Here he published his earliest work (Historisch-kritischer Versuch über die Entstehung u. die frühesten Schicksale der schriftlichen Evangelien), a treatise which had considerable influence on subsequent investigations as to the origin of the gospels. In 1819 Gieseler was appointed a professor ordinarius in theology in the newly founded University of Bonn, where, besides lecturing on church history, he made important contributions to the literature of that subject in Ernst Friedrich Karl Rosenmüller's Repertorium, KF Stäudlin and HG Tschirner's Archiv, and in various university "programs."

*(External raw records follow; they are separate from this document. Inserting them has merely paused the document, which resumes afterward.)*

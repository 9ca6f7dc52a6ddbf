//! Pointer-based navigation over committed states.

use crate::{HistoryEntry, HistoryError, Result, StateId};

/// Linear, branch-free history of committed states with a current pointer.
///
/// ```text
///  entries:  [S0] [S1] [S2] [S3]
///                       ^
///                    pointer
/// ```
///
/// `undo`/`redo` move the pointer; `commit` drops everything after the
/// pointer before appending, so a new commit after an undo discards the
/// undone states for good. The history is never empty and
/// `pointer < len` always holds.
#[derive(Debug, Clone)]
pub struct VersionedHistory<S> {
    entries: Vec<HistoryEntry<S>>,
    pointer: usize,
}

impl<S> VersionedHistory<S> {
    /// Creates a history holding only `seed`.
    pub fn new(seed: S) -> Self {
        Self {
            entries: vec![HistoryEntry::new(seed)],
            pointer: 0,
        }
    }

    /// Returns the state at the pointer.
    pub fn current(&self) -> &S {
        &self.entries[self.pointer].state
    }

    /// Returns the entry at the pointer.
    pub fn current_entry(&self) -> &HistoryEntry<S> {
        &self.entries[self.pointer]
    }

    /// Returns the pointer position.
    pub fn pointer(&self) -> usize {
        self.pointer
    }

    /// Returns the number of recorded states, including undone ones.
    pub fn state_count(&self) -> usize {
        self.entries.len()
    }

    /// Iterates over all recorded entries, oldest first.
    pub fn entries(&self) -> impl Iterator<Item = &HistoryEntry<S>> {
        self.entries.iter()
    }

    /// Returns true if there is an older state to return to.
    pub fn can_undo(&self) -> bool {
        self.pointer > 0
    }

    /// Returns true if there is an undone state to return to.
    pub fn can_redo(&self) -> bool {
        self.pointer + 1 < self.entries.len()
    }

    /// Records `state` as the newest state and moves the pointer to it.
    ///
    /// Any states after the pointer are discarded first.
    pub fn commit(&mut self, state: S) -> StateId {
        let discarded = self.entries.len() - self.pointer - 1;
        self.entries.truncate(self.pointer + 1);
        let entry = HistoryEntry::new(state);
        let id = entry.id;
        self.entries.push(entry);
        self.pointer = self.entries.len() - 1;

        metrics::counter!("history_commits_total").increment(1);
        tracing::info!(
            state_id = %id,
            pointer = self.pointer,
            discarded,
            "state committed"
        );
        id
    }

    /// Moves the pointer one state back and returns that state.
    pub fn undo(&mut self) -> Result<&S> {
        if !self.can_undo() {
            return Err(HistoryError::NoUndoableState {
                len: self.entries.len(),
            });
        }
        self.pointer -= 1;

        metrics::counter!("history_undo_total").increment(1);
        tracing::info!(pointer = self.pointer, "state undone");
        Ok(self.current())
    }

    /// Moves the pointer one state forward and returns that state.
    pub fn redo(&mut self) -> Result<&S> {
        if !self.can_redo() {
            return Err(HistoryError::NoRedoableState {
                pointer: self.pointer,
                len: self.entries.len(),
            });
        }
        self.pointer += 1;

        metrics::counter!("history_redo_total").increment(1);
        tracing::info!(pointer = self.pointer, "state redone");
        Ok(self.current())
    }

    /// Replaces the whole history with a single seed state.
    pub fn reset(&mut self, seed: S) {
        self.entries = vec![HistoryEntry::new(seed)];
        self.pointer = 0;
        tracing::info!("history reset");
    }
}

#[cfg(test)]
mod tests {
    use super::*;

    fn history_of(states: &[&'static str]) -> VersionedHistory<&'static str> {
        let mut history = VersionedHistory::new(states[0]);
        for state in &states[1..] {
            history.commit(*state);
        }
        history
    }

    #[test]
    fn test_fresh_history_cannot_navigate() {
        let mut history = VersionedHistory::new("S0");
        assert!(!history.can_undo());
        assert!(!history.can_redo());
        assert!(matches!(
            history.undo(),
            Err(HistoryError::NoUndoableState { len: 1 })
        ));
        assert!(matches!(
            history.redo(),
            Err(HistoryError::NoRedoableState { pointer: 0, len: 1 })
        ));
        assert_eq!(*history.current(), "S0");
    }

    #[test]
    fn test_commit_advances_pointer() {
        let history = history_of(&["S0", "S1", "S2"]);
        assert_eq!(history.pointer(), 2);
        assert_eq!(history.state_count(), 3);
        assert_eq!(*history.current(), "S2");
        assert!(history.can_undo());
        assert!(!history.can_redo());
    }

    #[test]
    fn test_undo_then_redo() {
        let mut history = history_of(&["S0", "S1"]);
        assert_eq!(*history.undo().unwrap(), "S0");
        assert!(history.can_redo());
        assert_eq!(*history.redo().unwrap(), "S1");
    }

    #[test]
    fn test_commit_after_undo_truncates() {
        let mut history = history_of(&["S0", "S1", "S2"]);
        history.undo().unwrap();
        history.commit("S3");

        let states: Vec<_> = history.entries().map(|e| *e.state()).collect();
        assert_eq!(states, vec!["S0", "S1", "S3"]);
        assert!(history.redo().is_err());
    }

    #[test]
    fn test_failed_undo_leaves_history_unchanged() {
        let mut history = history_of(&["S0", "S1"]);
        history.undo().unwrap();
        let id_before = history.current_entry().id;
        for _ in 0..3 {
            assert!(history.undo().is_err());
        }
        assert_eq!(history.pointer(), 0);
        assert_eq!(history.current_entry().id, id_before);
        assert_eq!(history.state_count(), 2);
    }

    #[test]
    fn test_commit_returns_entry_id() {
        let mut history = VersionedHistory::new(0);
        let id = history.commit(1);
        assert_eq!(history.current_entry().id, id);
    }

    #[test]
    fn test_reset() {
        let mut history = history_of(&["S0", "S1", "S2"]);
        history.reset("fresh");
        assert_eq!(history.state_count(), 1);
        assert_eq!(history.pointer(), 0);
        assert_eq!(*history.current(), "fresh");
    }
}
//! Whole-aggregate snapshots and their plain export form.

use domain::{
    Account, EntityError, EquivalenceSet, Ingredient, Item, Person, Reservation, SalesRecord,
};
use serde::{Deserialize, Serialize};

/// One complete copy of all six entity collections.
///
/// Snapshots recorded in the history are never edited; the model mutates a
/// separate working copy and commits a clone of it.
#[derive(Debug, Clone, Default, PartialEq)]
pub struct AggregateSnapshot {
    pub persons: EquivalenceSet<Person>,
    pub accounts: EquivalenceSet<Account>,
    pub ingredients: EquivalenceSet<Ingredient>,
    pub items: EquivalenceSet<Item>,
    pub reservations: EquivalenceSet<Reservation>,
    pub sales: EquivalenceSet<SalesRecord>,
}

impl AggregateSnapshot {
    /// Creates a snapshot with six empty collections.
    pub fn new() -> Self {
        Self::default()
    }

    /// Returns true if every collection pairs up element by element under
    /// its equivalence predicate.
    pub fn is_equivalent_to(&self, other: &Self) -> bool {
        self.persons.is_equivalent_to(&other.persons)
            && self.accounts.is_equivalent_to(&other.accounts)
            && self.ingredients.is_equivalent_to(&other.ingredients)
            && self.items.is_equivalent_to(&other.items)
            && self.reservations.is_equivalent_to(&other.reservations)
            && self.sales.is_equivalent_to(&other.sales)
    }

    /// Returns the total number of entities across all collections.
    pub fn entity_count(&self) -> usize {
        self.persons.len()
            + self.accounts.len()
            + self.ingredients.len()
            + self.items.len()
            + self.reservations.len()
            + self.sales.len()
    }
}

/// Structured export form of a snapshot, for the storage layer.
///
/// Carries plain vectors with no uniqueness guarantee; converting back into
/// an [`AggregateSnapshot`] re-checks every collection.
#[derive(Debug, Clone, Default, PartialEq, Serialize, Deserialize)]
pub struct SnapshotData {
    #[serde(default)]
    pub persons: Vec<Person>,
    #[serde(default)]
    pub accounts: Vec<Account>,
    #[serde(default)]
    pub ingredients: Vec<Ingredient>,
    #[serde(default)]
    pub items: Vec<Item>,
    #[serde(default)]
    pub reservations: Vec<Reservation>,
    #[serde(default)]
    pub sales: Vec<SalesRecord>,
}

impl From<&AggregateSnapshot> for SnapshotData {
    fn from(snapshot: &AggregateSnapshot) -> Self {
        Self {
            persons: snapshot.persons.as_slice().to_vec(),
            accounts: snapshot.accounts.as_slice().to_vec(),
            ingredients: snapshot.ingredients.as_slice().to_vec(),
            items: snapshot.items.as_slice().to_vec(),
            reservations: snapshot.reservations.as_slice().to_vec(),
            sales: snapshot.sales.as_slice().to_vec(),
        }
    }
}

impl TryFrom<SnapshotData> for AggregateSnapshot {
    type Error = EntityError;

    /// Fails with `EntityError::Duplicate` on the first equivalent pair.
    fn try_from(data: SnapshotData) -> Result<Self, Self::Error> {
        Ok(Self {
            persons: EquivalenceSet::from_items(data.persons)?,
            accounts: EquivalenceSet::from_items(data.accounts)?,
            ingredients: EquivalenceSet::from_items(data.ingredients)?,
            items: EquivalenceSet::from_items(data.items)?,
            reservations: EquivalenceSet::from_items(data.reservations)?,
            sales: EquivalenceSet::from_items(data.sales)?,
        })
    }
}

#[cfg(test)]
mod tests {
    use super::*;
    use chrono::NaiveDate;
    use domain::{EntityKind, Money};

    fn sample() -> SnapshotData {
        SnapshotData {
            persons: vec![Person::new("Alex Yeoh", "87438807", "alex@example.com", "Geylang")],
            ingredients: vec![Ingredient::new("Cheese", "kilogram", Money::from_cents(1250), 20)],
            sales: vec![SalesRecord::new(
                NaiveDate::from_ymd_opt(2024, 11, 1).unwrap(),
                "Garlic Bread",
                3,
                Money::from_cents(450),
            )],
            ..Default::default()
        }
    }

    #[test]
    fn test_export_then_import() {
        let snapshot = AggregateSnapshot::try_from(sample()).unwrap();
        assert_eq!(snapshot.entity_count(), 3);
        assert_eq!(SnapshotData::from(&snapshot), sample());
    }

    #[test]
    fn test_import_rejects_duplicates() {
        let mut data = sample();
        data.ingredients
            .push(Ingredient::new("Cheese", "gram", Money::from_cents(2), 1));

        let result = AggregateSnapshot::try_from(data);
        assert!(matches!(
            result,
            Err(EntityError::Duplicate {
                kind: EntityKind::Ingredient,
                ..
            })
        ));
    }

    #[test]
    fn test_missing_collections_default_to_empty() {
        let data: SnapshotData = serde_json::from_str(r#"{"persons": []}"#).unwrap();
        let snapshot = AggregateSnapshot::try_from(data).unwrap();
        assert_eq!(snapshot, AggregateSnapshot::new());
    }

    #[test]
    fn test_equivalence_ignores_non_key_fields() {
        let a = AggregateSnapshot::try_from(sample()).unwrap();
        let mut data = sample();
        data.ingredients[0].stock = 1;
        let b = AggregateSnapshot::try_from(data).unwrap();

        assert!(a.is_equivalent_to(&b));
        assert_ne!(a, b);
    }
}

The first part of the first volume of his well-known Church History appeared in 1824. In 1831 he accepted a call to Göttingen as successor to GJ Planck. He lectured on church history, the history of dogma, and dogmatic theology. In 1837 he was appointed a Consistorialrath, and shortly afterwards was created a knight of the Royal Guelphic Order. The fifth volume of the Kirchengeschichte, embracing the period subsequent to 1814, and Dogmengeschichte, sometimes regarded as a sixth volume of the Church History, were published posthumously in 1855 by ER Redepenning (1810–1883), followed finally by the fourth in 1857. Less vivid and picturesque in style than Karl Hase, lacking August Neander's deep and sympathetic insight into the more spiritual forces by which church life is pervaded, he excels these and all other contemporaries in the fulness and accuracy of his information. His Lehrbuch der Kirchengeschichte, with its copious references to original authorities, is of great value to the student: "Gieseler wished that each age should speak for itself, since only by this means can the peculiarity of its ideas be fully appreciated." (Otto Pfleiderer, Development of Theology, p. 284).

==Works==
- Historisch-kritischer Versuch über die Entstehung und die frühesten Schicksale der schriftlichen Evangelien, Leipzig 1818
(full text here)
- Ueber die Nazaräer und Ebioniten, in Archiv für alte und neue Kirchengeschichte vol. IV part II, Leipzig 1819
- Etwas über den Reichstag zu Augsburg im Jahre 1530, Hamm 1821
- Lehrbuch der Kirchengeschichte vol. I-III, Bonn 1824–35, vol. V, VI 1855, vol. IV 1857 (English: Text-Book of Ecclesiastical History, vol. I-III, Philadelphia 1836. New translation: A Compendium of Ecclesiastical History, vol. I-III, Edinburgh 1848. Revised translation: A Text-Book of Church History, vol. I-III, New York 1857–58, vol. IV 1862, vol. V 1880)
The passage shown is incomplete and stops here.